Hi, I've noticed the affiliate id (tag) I put on my Blogger blogs are rewritten on-the-fly as heaprcom05-20, then the visitor is redirected to the Amazon product page. As the operation is very fast, the regular visitor does not even see it. But in the end, any sale made from my blogs are paying out someone else, like in a classic man in the middle attack. heapr.com seems to be a meta-search engine, so maybe that affiliate id has nothing to do with it. If you want to check it out, here are two of my posts: http://web-technos.blogspot.fr/2012/08/christian-guemy-c215.html (book link at the end of the post) http://web-technos.blogspot.fr/2012/06/responsive-web-design.html (book links at the end, in the "A bit of reading" section) Well, I'd like to know if other people than me are skimmed this way, as I can't find anything on the web at the moment.

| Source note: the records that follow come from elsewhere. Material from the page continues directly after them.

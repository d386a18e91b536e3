//! End-to-end tests for the order lifecycle: creation with ticket
//! numbering and totals, status transitions, the active work queue and
//! table occupancy.

mod common;

use axum::http::{Method, StatusCode};
use common::{money, response_json, TestApp};
use rust_decimal_macros::dec;
use serde_json::json;

#[tokio::test]
async fn create_order_computes_totals_and_first_ticket() {
    let app = TestApp::new().await;
    let coke = app.seed_menu_item("Coke", "3.00", "Drinks").await;

    let response = app
        .request(
            Method::POST,
            "/orders",
            Some(json!({
                "tableNumber": 5,
                "orderItems": [{ "itemId": coke, "quantity": 2 }]
            })),
        )
        .await;
    assert_eq!(response.status(), StatusCode::CREATED);

    let body = response_json(response).await;
    assert_eq!(body["success"], true);
    let order = &body["data"];
    assert_eq!(order["ticketNumber"], 1);
    assert_eq!(order["tableNumber"], 5);
    assert_eq!(order["status"], "PENDING");
    assert_eq!(money(&order["subtotal"]), dec!(6.00));
    assert_eq!(money(&order["tax"]), dec!(0.30));
    assert_eq!(money(&order["total"]), dec!(6.30));
    assert_eq!(order["items"][0]["name"], "Coke");
    assert_eq!(money(&order["items"][0]["unitPrice"]), dec!(3.00));
    assert_eq!(order["items"][0]["quantity"], 2);
}

#[tokio::test]
async fn ticket_numbers_are_sequential() {
    let app = TestApp::new().await;
    let coke = app.seed_menu_item("Coke", "3.00", "Drinks").await;

    for expected in 1..=3 {
        let response = app
            .request(
                Method::POST,
                "/orders",
                Some(json!({ "orderItems": [{ "itemId": coke, "quantity": 1 }] })),
            )
            .await;
        assert_eq!(response.status(), StatusCode::CREATED);
        let body = response_json(response).await;
        assert_eq!(body["data"]["ticketNumber"], expected);
    }
}

#[tokio::test]
async fn order_line_prices_are_snapshotted_at_creation() {
    let app = TestApp::new().await;
    let burger = app.seed_menu_item("Classic Burger", "12.50", "Mains").await;
    let order_id = app.seed_order(1, burger, 1).await;

    // Raise the menu price after the order exists.
    let response = app
        .request(
            Method::PUT,
            &format!("/menu/{burger}"),
            Some(json!({ "price": "15.00" })),
        )
        .await;
    assert_eq!(response.status(), StatusCode::OK);

    let response = app
        .request(Method::GET, &format!("/orders/{order_id}"), None)
        .await;
    let body = response_json(response).await;
    assert_eq!(money(&body["data"]["items"][0]["unitPrice"]), dec!(12.50));
    assert_eq!(money(&body["data"]["subtotal"]), dec!(12.50));
}

#[tokio::test]
async fn status_flow_advances_through_the_kitchen() {
    let app = TestApp::new().await;
    let pizza = app.seed_menu_item("Pepperoni Pizza", "13.90", "Mains").await;
    let order_id = app.seed_order(2, pizza, 1).await;

    for status in ["READY", "SERVED", "PAID"] {
        let response = app
            .request(
                Method::PUT,
                &format!("/orders/{order_id}/status"),
                Some(json!({ "status": status })),
            )
            .await;
        assert_eq!(response.status(), StatusCode::OK, "transition to {status}");
        let body = response_json(response).await;
        assert_eq!(body["data"]["status"], status);
    }
}

#[tokio::test]
async fn skipping_a_lifecycle_step_is_rejected() {
    let app = TestApp::new().await;
    let pizza = app.seed_menu_item("Veggie Pizza", "12.00", "Mains").await;
    let order_id = app.seed_order(3, pizza, 1).await;

    // PENDING -> PAID skips READY and SERVED.
    let response = app
        .request(
            Method::PUT,
            &format!("/orders/{order_id}/status"),
            Some(json!({ "status": "PAID" })),
        )
        .await;
    assert_eq!(response.status(), StatusCode::BAD_REQUEST);

    // The order is untouched.
    let response = app
        .request(Method::GET, &format!("/orders/{order_id}"), None)
        .await;
    let body = response_json(response).await;
    assert_eq!(body["data"]["status"], "PENDING");
}

#[tokio::test]
async fn any_state_can_be_archived() {
    let app = TestApp::new().await;
    let salad = app.seed_menu_item("Caesar Salad", "9.75", "Starters").await;
    let order_id = app.seed_order(4, salad, 1).await;

    let response = app
        .request(
            Method::PUT,
            &format!("/orders/{order_id}/status"),
            Some(json!({ "status": "ARCHIVED" })),
        )
        .await;
    assert_eq!(response.status(), StatusCode::OK);
    let body = response_json(response).await;
    assert_eq!(body["data"]["status"], "ARCHIVED");
}

#[tokio::test]
async fn occupied_table_rejects_a_second_order() {
    let app = TestApp::new().await;
    let coke = app.seed_menu_item("Coke", "3.00", "Drinks").await;
    app.seed_order(7, coke, 1).await;

    let response = app
        .request(
            Method::POST,
            "/orders",
            Some(json!({
                "tableNumber": 7,
                "orderItems": [{ "itemId": coke, "quantity": 1 }]
            })),
        )
        .await;
    assert_eq!(response.status(), StatusCode::CONFLICT);
}

#[tokio::test]
async fn paid_table_frees_up_for_a_new_order() {
    let app = TestApp::new().await;
    let coke = app.seed_menu_item("Coke", "3.00", "Drinks").await;
    let order_id = app.seed_order(8, coke, 1).await;

    for status in ["READY", "SERVED", "PAID"] {
        let response = app
            .request(
                Method::PUT,
                &format!("/orders/{order_id}/status"),
                Some(json!({ "status": status })),
            )
            .await;
        assert_eq!(response.status(), StatusCode::OK);
    }

    let response = app
        .request(
            Method::POST,
            "/orders",
            Some(json!({
                "tableNumber": 8,
                "orderItems": [{ "itemId": coke, "quantity": 1 }]
            })),
        )
        .await;
    assert_eq!(response.status(), StatusCode::CREATED);
}

#[tokio::test]
async fn check_table_reports_the_active_order() {
    let app = TestApp::new().await;
    let coke = app.seed_menu_item("Coke", "3.00", "Drinks").await;

    let response = app.request(Method::GET, "/orders/check/9", None).await;
    assert_eq!(response.status(), StatusCode::OK);
    let body = response_json(response).await;
    assert!(body["data"].is_null(), "table 9 starts free");

    let order_id = app.seed_order(9, coke, 1).await;

    let response = app.request(Method::GET, "/orders/check/9", None).await;
    let body = response_json(response).await;
    assert_eq!(body["data"]["id"], order_id.to_string());
    assert_eq!(body["data"]["tableNumber"], 9);
}

#[tokio::test]
async fn unfiltered_list_is_the_active_work_queue() {
    let app = TestApp::new().await;
    let coke = app.seed_menu_item("Coke", "3.00", "Drinks").await;

    let first = app.seed_order(1, coke, 1).await;
    let second = app.seed_order(2, coke, 1).await;

    // Settle the first order entirely.
    for status in ["READY", "SERVED", "PAID"] {
        app.request(
            Method::PUT,
            &format!("/orders/{first}/status"),
            Some(json!({ "status": status })),
        )
        .await;
    }

    let response = app.request(Method::GET, "/orders", None).await;
    let body = response_json(response).await;
    let orders = body["data"].as_array().expect("orders array");
    assert_eq!(orders.len(), 1);
    assert_eq!(orders[0]["id"], second.to_string());
}

#[tokio::test]
async fn status_filter_matches_exactly() {
    let app = TestApp::new().await;
    let coke = app.seed_menu_item("Coke", "3.00", "Drinks").await;

    let order_id = app.seed_order(1, coke, 1).await;
    app.seed_order(2, coke, 1).await;

    app.request(
        Method::PUT,
        &format!("/orders/{order_id}/status"),
        Some(json!({ "status": "READY" })),
    )
    .await;

    let response = app.request(Method::GET, "/orders?status=READY", None).await;
    let body = response_json(response).await;
    let orders = body["data"].as_array().expect("orders array");
    assert_eq!(orders.len(), 1);
    assert_eq!(orders[0]["id"], order_id.to_string());

    // A READY order is still part of the unfiltered work queue.
    let response = app.request(Method::GET, "/orders", None).await;
    let body = response_json(response).await;
    let ids: Vec<_> = body["data"]
        .as_array()
        .unwrap()
        .iter()
        .map(|o| o["id"].as_str().unwrap().to_string())
        .collect();
    assert!(ids.contains(&order_id.to_string()));
}

#[tokio::test]
async fn unknown_status_filter_is_a_bad_request() {
    let app = TestApp::new().await;
    let response = app
        .request(Method::GET, "/orders?status=SHIPPED", None)
        .await;
    assert_eq!(response.status(), StatusCode::BAD_REQUEST);
}

#[tokio::test]
async fn order_with_unknown_menu_item_is_rejected() {
    let app = TestApp::new().await;
    app.seed_menu_item("Coke", "3.00", "Drinks").await;

    let response = app
        .request(
            Method::POST,
            "/orders",
            Some(json!({
                "orderItems": [{ "itemId": uuid::Uuid::new_v4(), "quantity": 1 }]
            })),
        )
        .await;
    assert_eq!(response.status(), StatusCode::BAD_REQUEST);

    // Nothing was persisted, so the next ticket is still 1.
    let coke = app.seed_menu_item("Coke Zero", "3.00", "Drinks").await;
    let response = app
        .request(
            Method::POST,
            "/orders",
            Some(json!({ "orderItems": [{ "itemId": coke, "quantity": 1 }] })),
        )
        .await;
    let body = response_json(response).await;
    assert_eq!(body["data"]["ticketNumber"], 1);
}

#[tokio::test]
async fn empty_order_is_rejected() {
    let app = TestApp::new().await;
    let response = app
        .request(Method::POST, "/orders", Some(json!({ "orderItems": [] })))
        .await;
    assert_eq!(response.status(), StatusCode::BAD_REQUEST);
}

#[tokio::test]
async fn rejected_creation_does_not_consume_a_ticket() {
    let app = TestApp::new().await;
    let coke = app.seed_menu_item("Coke", "3.00", "Drinks").await;
    app.seed_order(7, coke, 1).await;

    // Conflict rolls the whole transaction back, counter bump included.
    let response = app
        .request(
            Method::POST,
            "/orders",
            Some(json!({
                "tableNumber": 7,
                "orderItems": [{ "itemId": coke, "quantity": 1 }]
            })),
        )
        .await;
    assert_eq!(response.status(), StatusCode::CONFLICT);

    let response = app
        .request(
            Method::POST,
            "/orders",
            Some(json!({
                "tableNumber": 8,
                "orderItems": [{ "itemId": coke, "quantity": 1 }]
            })),
        )
        .await;
    let body = response_json(response).await;
    assert_eq!(body["data"]["ticketNumber"], 2);
}

#[tokio::test]
async fn missing_counter_row_is_recreated() {
    use sea_orm::EntityTrait;

    let app = TestApp::new().await;
    let coke = app.seed_menu_item("Coke", "3.00", "Drinks").await;

    mesa_pos::entities::ticket_counter::Entity::delete_by_id(1)
        .exec(&*app.state.db)
        .await
        .expect("delete counter row");

    let response = app
        .request(
            Method::POST,
            "/orders",
            Some(json!({ "orderItems": [{ "itemId": coke, "quantity": 1 }] })),
        )
        .await;
    assert_eq!(response.status(), StatusCode::CREATED);
    let body = response_json(response).await;
    assert_eq!(body["data"]["ticketNumber"], 1);
}

#[tokio::test]
async fn missing_order_returns_not_found() {
    let app = TestApp::new().await;

    let response = app
        .request(
            Method::GET,
            &format!("/orders/{}", uuid::Uuid::new_v4()),
            None,
        )
        .await;
    assert_eq!(response.status(), StatusCode::NOT_FOUND);

    let response = app
        .request(
            Method::PUT,
            &format!("/orders/{}/status", uuid::Uuid::new_v4()),
            Some(json!({ "status": "READY" })),
        )
        .await;
    assert_eq!(response.status(), StatusCode::NOT_FOUND);
}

I have heard this happening to a few affiliates and I dare say it's more commonplace than you'd expect. Have you reported your concerns to Amazon?
The issue I've encountered is not linked with Blogger at all, as it occurred with other websites too. It is due to a spyware disguised as a legitimate Google Chrome plugin, which has been removed from the Chrome Web Store. The spyware/malware plugin is "YouTube Downloader: MP3 / HD Video Download 12.0", for both Google Chrome and Firefox (I don't know to which extend it acts the same with Firefox though). It is used to add a button on YouTube pages to download MP3s or videos. When installed, one of its actions is to replace the legitimate Amazon referral tag id with this one: heaprcom05-20 When this plugin is uninstalled, the tag id is not rewritten any more. Other websites data are at risk, like Twitter, Tumblr, Orkut, Google, and ClickBank, even if we don't know yet which data is spied upon or rewritten. The username/password can potentially be intercepted. More information on this forum: http://www.gamedev.net/topic/629427-curious-problem-locally-injected-javascript/
This sound like you have malicious software. Have you tried running a full scan to see if you have any malware/trojan viruses. This could be what's mimicking your information? I also clear my browsing history everyday just before I shut down my laptop as an extra precaution. I hope you sort this out.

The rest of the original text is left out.